Been really tired these days even though I haven't been doing much. Haven't been doing work either. Haiz. I don't know what to do with me except remind myself to study, which I obviously can't. :( Oh wells, Napfa yesterday. Glad that I passed it. And you know what? I no longer have to run 2.4km or do Napfa ever again!!!!! YEAHS!!!! Got damn scared for my pull-ups and standing broad jump can. Thought I would fail like siao. But luckily God sent some angel to put energy inside my body and I passed everything. Yeap. 14:32 for 2.4km, which is damn slow already cos I did 13:53 the last time we ran, 10'7 for shuttle-run, 179 for SBJ, 54 fot Sit-and-reach, 16pull-ups, and 40for sit-ups (didn't want to continue doing cos no point even though had like 10secs left). :) OK, enough of hao-lian-ing. lalalalalalalalala.

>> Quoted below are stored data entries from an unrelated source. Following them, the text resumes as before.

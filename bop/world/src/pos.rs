use std::fmt;

/// Position of a block in the world. Measured in blocks, `y` is the altitude.
#[derive(Copy, Clone, Debug, Default, PartialEq, Eq, Hash, PartialOrd, Ord)]
pub struct BlockPos {
    pub x: i32,
    pub y: i32,
    pub z: i32,
}

impl BlockPos {
    pub const fn new(x: i32, y: i32, z: i32) -> Self {
        BlockPos { x, y, z }
    }

    /// Returns the position `n` blocks in `direction`
    pub fn offset_by(self, direction: Direction, n: i32) -> Self {
        let (dx, dy, dz) = direction.delta();
        BlockPos::new(self.x + dx * n, self.y + dy * n, self.z + dz * n)
    }

    pub fn offset(self, direction: Direction) -> Self {
        self.offset_by(direction, 1)
    }

    pub fn up(self) -> Self {
        self.offset(Direction::Up)
    }

    pub fn down(self) -> Self {
        self.offset(Direction::Down)
    }

    pub fn north(self) -> Self {
        self.offset(Direction::North)
    }

    pub fn south(self) -> Self {
        self.offset(Direction::South)
    }

    pub fn east(self) -> Self {
        self.offset(Direction::East)
    }

    pub fn west(self) -> Self {
        self.offset(Direction::West)
    }

    /// The four positions that share a face with this one and have the same altitude
    pub fn horizontal_neighbors(self) -> impl Iterator<Item = BlockPos> {
        Direction::HORIZONTAL
            .into_iter()
            .map(move |direction| self.offset(direction))
    }
}

impl fmt::Display for BlockPos {
    fn fmt(&self, f: &mut fmt::Formatter<'_>) -> fmt::Result {
        write!(f, "({}, {}, {})", self.x, self.y, self.z)
    }
}

/// The six faces of a block
#[derive(Copy, Clone, Debug, PartialEq, Eq, Hash)]
pub enum Direction {
    Down,
    Up,
    North,
    South,
    West,
    East,
}

impl Direction {
    pub const ALL: [Direction; 6] = [
        Direction::Down,
        Direction::Up,
        Direction::North,
        Direction::South,
        Direction::West,
        Direction::East,
    ];

    pub const HORIZONTAL: [Direction; 4] = [
        Direction::West,
        Direction::East,
        Direction::North,
        Direction::South,
    ];

    /// North is towards negative z, east towards positive x
    pub fn delta(self) -> (i32, i32, i32) {
        match self {
            Direction::Down => (0, -1, 0),
            Direction::Up => (0, 1, 0),
            Direction::North => (0, 0, -1),
            Direction::South => (0, 0, 1),
            Direction::West => (-1, 0, 0),
            Direction::East => (1, 0, 0),
        }
    }

    pub fn opposite(self) -> Self {
        match self {
            Direction::Down => Direction::Up,
            Direction::Up => Direction::Down,
            Direction::North => Direction::South,
            Direction::South => Direction::North,
            Direction::West => Direction::East,
            Direction::East => Direction::West,
        }
    }
}
//! Errors as `annotate_snippets` reports
use std::borrow::Cow;

use annotate_snippets::{
    display_list::{DisplayList, FormatOptions},
    snippet::{Annotation, AnnotationType, Slice, Snippet, SourceAnnotation},
};

use bop_common::Span;

/// Marks the part of a query an error is about
#[derive(Debug)]
pub struct Marker<'a> {
    pub source: &'a str,
    /// Byte span into `source`
    pub span: Span,
    pub label: String,
}

/// Everything needed to render one error
///
/// `annotate_snippets` only borrows its input, so a report owns the strings
/// its snippet points into.
#[derive(Debug)]
pub struct Report<'a> {
    /// The part of the workspace the error comes from, e.g. `Query`
    pub id: &'static str,
    pub title: String,
    pub marker: Option<Marker<'a>>,
    pub help: Option<(AnnotationType, Cow<'static, str>)>,
}

impl Report<'_> {
    pub fn render(&self) -> String {
        let slices = self
            .marker
            .iter()
            .map(|marker| Slice {
                source: marker.source,
                line_start: 1,
                origin: None,
                fold: true,
                annotations: vec![SourceAnnotation {
                    range: marker.span.char_bounds(marker.source),
                    label: &marker.label,
                    annotation_type: AnnotationType::Error,
                }],
            })
            .collect();

        let footer = self
            .help
            .iter()
            .map(|(annotation_type, help)| Annotation {
                annotation_type: *annotation_type,
                id: None,
                label: Some(help.as_ref()),
            })
            .collect();

        let snippet = Snippet {
            title: Some(Annotation {
                annotation_type: AnnotationType::Error,
                id: Some(self.id),
                label: Some(self.title.as_str()),
            }),
            slices,
            footer,
            opt: FormatOptions {
                color: super::COLORED,
                ..Default::default()
            },
        };
        DisplayList::from(snippet).to_string()
    }
}
use std::sync::Arc;

use bop_common::{FxIndexMap, Ident};
use bop_world::Material;
use log::debug;

use crate::BlockPosQuery;

/// Named queries which block query strings can refer to with `@name`
///
/// The registry is filled during setup and only read afterwards.
#[derive(Debug, Clone, Default)]
pub struct PredefinedQueries {
    queries: FxIndexMap<Ident, Arc<BlockPosQuery>>,
}

impl PredefinedQueries {
    /// Creates an empty registry
    pub fn new() -> Self {
        Self::default()
    }

    /// Creates a registry with the standard queries
    pub fn with_defaults() -> Self {
        let mut queries = Self::new();
        queries.register("anything", BlockPosQuery::Anything);
        queries.register("nothing", BlockPosQuery::Nothing);
        queries.register("hasWater", BlockPosQuery::AdjacentMaterial(Material::Water));
        queries.register("airAbove", BlockPosQuery::AirAbove);
        queries.register("breakable", BlockPosQuery::Breakable);
        queries.register(
            "airOrLeaves",
            BlockPosQuery::materials([Material::Air, Material::Leaves]),
        );
        queries
    }

    /// Registers `query` under `name` and returns the query it replaces
    pub fn register(
        &mut self,
        name: impl Into<Ident>,
        query: BlockPosQuery,
    ) -> Option<Arc<BlockPosQuery>> {
        let name = name.into();
        debug!("Registering predefined query @{name}");
        self.queries.insert(name, Arc::new(query))
    }

    pub fn get(&self, name: &str) -> Option<&Arc<BlockPosQuery>> {
        self.queries.get(name)
    }

    /// Returns a query that refers to the predefined query `name`
    pub fn reference(&self, name: &str) -> Option<BlockPosQuery> {
        self.queries
            .get_key_value(name)
            .map(|(name, query)| BlockPosQuery::Shared {
                name: name.clone(),
                query: Arc::clone(query),
            })
    }

    pub fn names(&self) -> impl Iterator<Item = &Ident> {
        self.queries.keys()
    }

    pub fn len(&self) -> usize {
        self.queries.len()
    }

    pub fn is_empty(&self) -> bool {
        self.queries.is_empty()
    }
}
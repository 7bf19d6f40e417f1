use std::fmt::Display;

use itertools::Itertools;

pub fn display_expected_of_any<T: Display>(collection: &[T]) -> String {
    display_expected_of(collection, "Expected one of")
}

/// Displays a string which say that the elements of `collection`
/// were expected.
pub fn display_expected_of<T: Display>(collection: &[T], expected_of: &str) -> String {
    match collection {
        [] => "Did not expect anything".to_string(),
        [single] => format!("Expected {single}"),
        many => format!(
            "{} ({})",
            expected_of,
            many.iter().map(|val| format!("{val}")).join(", ")
        ),
    }
}

#[cfg(test)]
mod tests {
    use super::display_expected_of_any;

    #[test]
    fn formats_expected_items() {
        let none: [&str; 0] = [];
        assert_eq!(display_expected_of_any(&none), "Did not expect anything");
        assert_eq!(display_expected_of_any(&["','"]), "Expected ','");
        assert_eq!(
            display_expected_of_any(&["','", "end of input"]),
            "Expected one of (',', end of input)"
        );
    }
}
//! Block classes
//!
//! A block class is the category a block belongs to, e.g. `BlockLeaves`.
//! Classes form a tree with `net.minecraft.block.Block` at the root. Queries
//! refer to classes by their short name, which is looked up under a fixed
//! list of namespaces.

use rustc_hash::FxHashMap;
use smol_str::SmolStr;

/// The namespaces a short class name is searched in, in this order
pub const CLASS_NAMESPACES: [&str; 3] = ["", "biomesoplenty.common.block.", "net.minecraft.block."];

/// The fully qualified name of the root block class
pub const BLOCK_CLASS: &str = "net.minecraft.block.Block";

/// Identifies a class in a [`BlockClassRegistry`]
#[derive(Copy, Clone, Debug, PartialEq, Eq, Hash, PartialOrd, Ord)]
pub struct BlockClassId(u32);

#[derive(Debug, Clone)]
pub struct BlockClassDesc {
    /// The fully qualified name
    pub name: SmolStr,
    pub parent: Option<BlockClassId>,
}

/// Explicit registry of the known classes
#[derive(Debug, Clone)]
pub struct BlockClassRegistry {
    classes: Vec<BlockClassDesc>,
    by_name: FxHashMap<SmolStr, BlockClassId>,
}

impl Default for BlockClassRegistry {
    fn default() -> Self {
        Self::new()
    }
}

impl BlockClassRegistry {
    /// Creates a registry that only knows the root block class
    pub fn new() -> Self {
        let mut registry = BlockClassRegistry {
            classes: Vec::new(),
            by_name: FxHashMap::default(),
        };
        registry.insert(BLOCK_CLASS, None);
        registry
    }

    /// The root class every block class descends from
    pub fn block(&self) -> BlockClassId {
        BlockClassId(0)
    }

    /// Registers a class with a fully qualified `name`.
    /// Registering a name twice returns the existing id.
    pub fn register(&mut self, name: &str, parent: BlockClassId) -> BlockClassId {
        self.insert(name, Some(parent))
    }

    /// Registers a class which does not descend from the root block class
    pub fn register_unrelated(&mut self, name: &str) -> BlockClassId {
        self.insert(name, None)
    }

    fn insert(&mut self, name: &str, parent: Option<BlockClassId>) -> BlockClassId {
        if let Some(id) = self.by_name.get(name) {
            return *id;
        }
        let id = BlockClassId(u32::try_from(self.classes.len()).expect("Too many block classes"));
        self.classes.push(BlockClassDesc {
            name: name.into(),
            parent,
        });
        self.by_name.insert(name.into(), id);
        id
    }

    pub fn get(&self, id: BlockClassId) -> Option<&BlockClassDesc> {
        self.classes.get(id.0 as usize)
    }

    /// Returns the class with the exact fully qualified `name`
    pub fn by_qualified_name(&self, name: &str) -> Option<BlockClassId> {
        self.by_name.get(name).copied()
    }

    /// Resolves a short class name the way block queries do: every namespace in
    /// [`CLASS_NAMESPACES`] is tried in order, and the first class found that
    /// descends from the root block class wins.
    pub fn resolve(&self, short_name: &str) -> Option<BlockClassId> {
        CLASS_NAMESPACES
            .iter()
            .filter_map(|namespace| self.by_qualified_name(&format!("{namespace}{short_name}")))
            .find(|id| self.is_subclass_of(*id, self.block()))
    }

    /// Whether `class` is `ancestor` or inherits from it
    pub fn is_subclass_of(&self, class: BlockClassId, ancestor: BlockClassId) -> bool {
        let mut current = Some(class);
        while let Some(id) = current {
            if id == ancestor {
                return true;
            }
            current = self.get(id).and_then(|desc| desc.parent);
        }
        false
    }

    pub fn name(&self, id: BlockClassId) -> &str {
        self.get(id).map_or("<unknown>", |desc| desc.name.as_str())
    }

    /// The name without its namespace, e.g. `BlockLeaves`
    pub fn short_name(&self, id: BlockClassId) -> &str {
        let name = self.name(id);
        name.rsplit_once('.').map_or(name, |(_, short)| short)
    }
}
//! Command line access to the block query language and the method patcher
//!
//! `bop-worldgen query <spec>` prints the query tree of `spec`.
//! `bop-worldgen patch <input> <output>` patches a BOPC encoded `ChunkProviderGenerate` class.

use std::{fs, path::PathBuf, process};

use bop_worldgen::{
    common::{Config, MissingPatternPolicy, SymbolMode},
    error::BopError,
    WorldgenSetup,
};
use clap::{Parser, Subcommand};
use log::LevelFilter;
use simple_logger::SimpleLogger;

#[derive(Debug, Parser)]
#[command(name = "bop-worldgen", version, about)]
struct Cli {
    /// Log everything the parser and the patcher do
    #[arg(short, long, global = true)]
    verbose: bool,

    #[command(subcommand)]
    command: Command,
}

#[derive(Debug, Subcommand)]
enum Command {
    /// Parses a block query and prints its tree
    Query {
        spec: String,
        /// Property used by bracket clauses without a property name
        #[arg(long)]
        default_property: Option<String>,
    },
    /// Patches a ChunkProviderGenerate class encoded in the BOPC format
    ///
    /// BOPC is a class container of its own, JVM `.class` files are not accepted.
    Patch {
        /// BOPC encoded class to patch
        input: PathBuf,
        /// Where the patched BOPC class is written
        output: PathBuf,
        /// The class uses the minified names of a production build
        #[arg(long)]
        obfuscated: bool,
        /// Copy the class unmodified if the amplified check is missing
        #[arg(long)]
        pass_through: bool,
    },
}

fn main() {
    let cli = Cli::parse();
    let level = if cli.verbose {
        LevelFilter::Debug
    } else {
        LevelFilter::Info
    };
    if let Err(error) = SimpleLogger::new().with_level(level).init() {
        eprintln!("Could not install the logger: {error}");
    }

    process::exit(match run(cli.command) {
        Ok(()) => 0,
        Err(message) => {
            eprintln!("{message}");
            1
        }
    })
}

/// Runs `command`, returning the message to print on failure
fn run(command: Command) -> Result<(), String> {
    match command {
        Command::Query {
            spec,
            default_property,
        } => {
            let mut config = Config::default();
            if let Some(default_property) = default_property {
                config.default_property = default_property;
            }
            let setup = setup(config)?;
            let query = setup
                .parse_query(&spec)
                .map_err(|error| error.format(&spec))?;
            println!("{}", query.display(setup.registry()));
            Ok(())
        }
        Command::Patch {
            input,
            output,
            obfuscated,
            pass_through,
        } => {
            let config = Config::default()
                .with_symbol_mode(SymbolMode::from_host_flag(obfuscated))
                .with_missing_pattern(if pass_through {
                    MissingPatternPolicy::PassThrough
                } else {
                    MissingPatternPolicy::Abort
                });
            let setup = setup(config)?;

            let bytes = fs::read(&input)
                .map_err(|error| format!("Could not read {}: {error}", input.display()))?;
            let (patched, outcome) = setup
                .transformer()
                .patch(&bytes)
                .map_err(|error| BopError::from(error).format(""))?;
            fs::write(&output, patched)
                .map_err(|error| format!("Could not write {}: {error}", output.display()))?;

            println!("{}: {outcome}", input.display());
            Ok(())
        }
    }
}

fn setup(config: Config) -> Result<WorldgenSetup, String> {
    WorldgenSetup::new(config).map_err(|error| error.format(""))
}
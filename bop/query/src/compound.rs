use bop_world::{BlockClassId, BlockId, BlockState, Material, PlantType};

use crate::BlockPosQuery;

#[derive(Debug, Clone, Copy, PartialEq, Eq)]
pub enum CompoundKind {
    /// Matches if every child matches
    And,
    /// Matches if any child matches
    Or,
}

/// A compound query which is still being assembled
///
/// Children can only be added until [`CompoundQuery::instance`] turns it into
/// an immutable [`BlockPosQuery`].
#[derive(Debug, Clone)]
pub struct CompoundQuery {
    kind: CompoundKind,
    children: Vec<BlockPosQuery>,
}

impl CompoundQuery {
    pub fn new(kind: CompoundKind) -> Self {
        CompoundQuery {
            kind,
            children: Vec::new(),
        }
    }

    pub fn and() -> Self {
        Self::new(CompoundKind::And)
    }

    pub fn or() -> Self {
        Self::new(CompoundKind::Or)
    }

    pub fn add(&mut self, child: BlockPosQuery) {
        self.children.push(child);
    }

    pub fn len(&self) -> usize {
        self.children.len()
    }

    pub fn is_empty(&self) -> bool {
        self.children.is_empty()
    }

    /// Finishes this compound.
    ///
    /// No children turn into [`BlockPosQuery::Anything`] for both kinds and a
    /// single child is returned as is.
    pub fn instance(mut self) -> BlockPosQuery {
        match self.children.len() {
            0 => BlockPosQuery::Anything,
            1 => self.children.remove(0),
            _ => match self.kind {
                CompoundKind::And => BlockPosQuery::And(self.children),
                CompoundKind::Or => BlockPosQuery::Or(self.children),
            },
        }
    }
}

/// Fluent construction of compound queries in code
#[derive(Debug, Clone)]
pub struct CompoundQueryBuilder {
    query: CompoundQuery,
}

/// Starts a query whose parts must all match
pub fn build_and() -> CompoundQueryBuilder {
    CompoundQueryBuilder::new(CompoundQuery::and())
}

/// Starts a query of which any part must match
pub fn build_or() -> CompoundQueryBuilder {
    CompoundQueryBuilder::new(CompoundQuery::or())
}

impl CompoundQueryBuilder {
    pub fn new(query: CompoundQuery) -> Self {
        CompoundQueryBuilder { query }
    }

    pub fn and(mut self, query: BlockPosQuery) -> Self {
        self.query.add(query);
        self
    }

    pub fn blocks(self, blocks: impl IntoIterator<Item = BlockId>) -> Self {
        self.and(BlockPosQuery::blocks(blocks))
    }

    pub fn states(self, states: impl IntoIterator<Item = BlockState>) -> Self {
        self.and(BlockPosQuery::states(states))
    }

    /// Matches `class` and its subclasses
    pub fn block_class(self, class: BlockClassId) -> Self {
        self.and(BlockPosQuery::Class {
            class,
            strict: false,
        })
    }

    pub fn materials(self, materials: impl IntoIterator<Item = Material>) -> Self {
        self.and(BlockPosQuery::materials(materials))
    }

    pub fn with_property<'a>(self, name: &str, values: impl IntoIterator<Item = &'a str>) -> Self {
        self.and(BlockPosQuery::property(name, values))
    }

    pub fn not(self, query: BlockPosQuery) -> Self {
        self.and(query.negate())
    }

    pub fn not_blocks(self, blocks: impl IntoIterator<Item = BlockId>) -> Self {
        self.not(BlockPosQuery::blocks(blocks))
    }

    pub fn not_states(self, states: impl IntoIterator<Item = BlockState>) -> Self {
        self.not(BlockPosQuery::states(states))
    }

    pub fn not_block_class(self, class: BlockClassId) -> Self {
        self.not(BlockPosQuery::Class {
            class,
            strict: false,
        })
    }

    pub fn not_materials(self, materials: impl IntoIterator<Item = Material>) -> Self {
        self.not(BlockPosQuery::materials(materials))
    }

    pub fn not_with_property<'a>(
        self,
        name: &str,
        values: impl IntoIterator<Item = &'a str>,
    ) -> Self {
        self.not(BlockPosQuery::property(name, values))
    }

    /// Both bounds are inclusive
    pub fn with_altitude_between(self, min: i32, max: i32) -> Self {
        self.and(BlockPosQuery::Altitude { min, max })
    }

    pub fn by_water(self) -> Self {
        self.and(BlockPosQuery::AdjacentMaterial(Material::Water))
    }

    pub fn with_air_above(self) -> Self {
        self.and(BlockPosQuery::AirAbove)
    }

    pub fn with_light_at_least(self, level: u8) -> Self {
        self.and(BlockPosQuery::LightAtLeast(level))
    }

    pub fn with_light_no_more_than(self, level: u8) -> Self {
        self.and(BlockPosQuery::LightNoMoreThan(level))
    }

    pub fn sustains_plant(self, plant: PlantType) -> Self {
        self.and(BlockPosQuery::SustainsPlantType(plant))
    }

    pub fn create(self) -> BlockPosQuery {
        self.query.instance()
    }
}

#[cfg(test)]
mod tests {
    use std::sync::Arc;

    use bop_world::{vanilla, BlockPos, Material, PlantType, SnapshotWorld};

    use super::{build_and, build_or, CompoundQuery};
    use crate::BlockPosQuery;

    #[test]
    fn empty_compounds_match_anything() {
        assert!(matches!(
            CompoundQuery::and().instance(),
            BlockPosQuery::Anything
        ));
        assert!(matches!(
            CompoundQuery::or().instance(),
            BlockPosQuery::Anything
        ));
    }

    #[test]
    fn single_child_is_unwrapped() {
        let mut and = CompoundQuery::and();
        and.add(BlockPosQuery::AirAbove);
        assert!(matches!(and.instance(), BlockPosQuery::AirAbove));

        let query = build_or().with_light_at_least(4).create();
        assert!(matches!(query, BlockPosQuery::LightAtLeast(4)));
    }

    #[test]
    fn builder_combines_parts() {
        let registry = Arc::new(vanilla::registry());
        let grass = registry.get("grass").unwrap();
        let query = build_and()
            .blocks([grass])
            .with_altitude_between(60, 70)
            .with_air_above()
            .not_materials([Material::Water])
            .sustains_plant(PlantType::Plains)
            .create();
        expect_test::expect![[r#"all(block(minecraft:grass), altitude(60..=70), air_above, !material(water), sustains(Plains))"#]]
            .assert_eq(&query.display(&registry).to_string());

        let mut world = SnapshotWorld::new(Arc::clone(&registry));
        let pos = BlockPos::new(3, 64, 3);
        world.set_block_named(pos, "grass");
        assert!(query.matches(&world, pos));
        world.set_block_named(pos.up(), "tallgrass");
        assert!(!query.matches(&world, pos));
        assert!(!query.matches(&world, pos.up()));
    }
}
//! Biomes O' Plenty world generation support
//!
//! Bundles the two independent parts of the mod's world generation:
//!
//! * The block query language of [`bop_query`], which the mod's features use
//!   to describe the blocks they generate on.
//! * The method patcher of [`bop_patcher`], which makes the engine generate
//!   amplified terrain for the mod's amplified world type.
//!
//! [`WorldgenSetup`] owns everything that is fixed before the first query is
//! parsed or the first class is loaded.

use std::{borrow::Cow, sync::Arc};

use bop_common::Config;
use bop_error::Result;
use bop_patcher::{AmplifiedHook, ChunkProviderGenerateTransformer, ClassTransformer};
use bop_query::{parse, BlockPosQuery, ParseContext, PredefinedQueries};
use bop_world::{vanilla, BlockRegistry, WorldTypes};
use log::debug;

pub use bop_common as common;
pub use bop_error as error;
pub use bop_patcher as patcher;
pub use bop_query as query;
pub use bop_world as world;

pub struct WorldgenSetup {
    pub config: Config,
    registry: Arc<BlockRegistry>,
    predefined: PredefinedQueries,
    world_types: WorldTypes,
}

impl WorldgenSetup {
    /// Creates a setup with the vanilla and mod blocks, the default predefined
    /// queries and the mod's world types
    pub fn new(config: Config) -> Result<Self> {
        Self::with_registry(config, vanilla::registry())
    }

    pub fn with_registry(config: Config, registry: BlockRegistry) -> Result<Self> {
        let mut world_types = WorldTypes::with_builtins();
        world_types.register_mod_types()?;

        Ok(WorldgenSetup {
            config,
            registry: Arc::new(registry),
            predefined: PredefinedQueries::with_defaults(),
            world_types,
        })
    }

    pub fn registry(&self) -> &Arc<BlockRegistry> {
        &self.registry
    }

    pub fn predefined(&self) -> &PredefinedQueries {
        &self.predefined
    }

    pub fn world_types(&self) -> &WorldTypes {
        &self.world_types
    }

    fn parse_context(&self) -> ParseContext<'_> {
        ParseContext::new(&self.registry, &self.predefined).with_config(&self.config)
    }

    /// Parses `spec` against the registered blocks and predefined queries
    pub fn parse_query(&self, spec: &str) -> Result<BlockPosQuery> {
        Ok(parse(spec, &self.parse_context())?)
    }

    /// Parses `spec` and makes it available as `@name`
    ///
    /// Returns the query previously registered under `name`.
    pub fn define_query(
        &mut self,
        name: &str,
        spec: &str,
    ) -> Result<Option<Arc<BlockPosQuery>>> {
        let query = self.parse_query(spec)?;
        debug!("Defining @{name} as {spec}");
        Ok(self.predefined.register(name, query))
    }

    pub fn amplified_hook(&self) -> AmplifiedHook {
        AmplifiedHook::new(&self.world_types)
    }

    pub fn transformer(&self) -> ChunkProviderGenerateTransformer {
        ChunkProviderGenerateTransformer::new(&self.config)
    }

    /// Runs every class transformer of the mod over a class that is being loaded
    pub fn transform_class<'a>(
        &self,
        name: &str,
        transformed_name: &str,
        bytes: &'a [u8],
    ) -> Result<Cow<'a, [u8]>> {
        Ok(self.transformer().transform(name, transformed_name, bytes)?)
    }
}
//! The binary method patcher
//!
//! Rewrites `ChunkProviderGenerate` so that the engine treats the mod's
//! amplified world type like its own. Classes are decoded into a [`ClassNode`],
//! edited through the label checked [`InsnList`] and encoded again.

mod class_node;
pub use class_node::{ClassNode, MethodNode, StackMapFrame};

mod class_reader;
pub use class_reader::{read_class, MAGIC};

mod class_writer;
pub use class_writer::write_class;

mod hook;
pub use hook::AmplifiedHook;

mod insn;
pub use insn::{FieldOp, Insn, InvokeOp, JumpOp, Label, MemberRef};

mod insn_list;
pub use insn_list::InsnList;

pub mod mappings;
pub use mappings::Mappings;

mod transformer;
pub use transformer::{ChunkProviderGenerateTransformer, ClassTransformer, PatchOutcome};

#[cfg(test)]
mod tests;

Can't wait for Friday to come. It's a holiday and even though I know I should be studying, I'm planning to go out shop instead. But at least I'm glad that I can do Normal Distribution. Wahaha. And Econs stuff now seem rather easy-to-grasp. *starts to pray

Totally screwed up my History test this morning. Haiz. Spent the last weekend studying for IR but interpretated the question wrongly and totally wrote one whole essay of nonsense. Oh well, changed at the last minute and I hope it could help salvage the situation. The nationalism question was quite ok la, cos I read the exact essay question this morning before the test. But of course I forgot some stuff but I don't think I would fail that question. It's quite ironic since I didn't touch nationalism at all until this morning and coincidentally the only question that I went through was the question that came out. All I can say is, I have foresight. yeahright.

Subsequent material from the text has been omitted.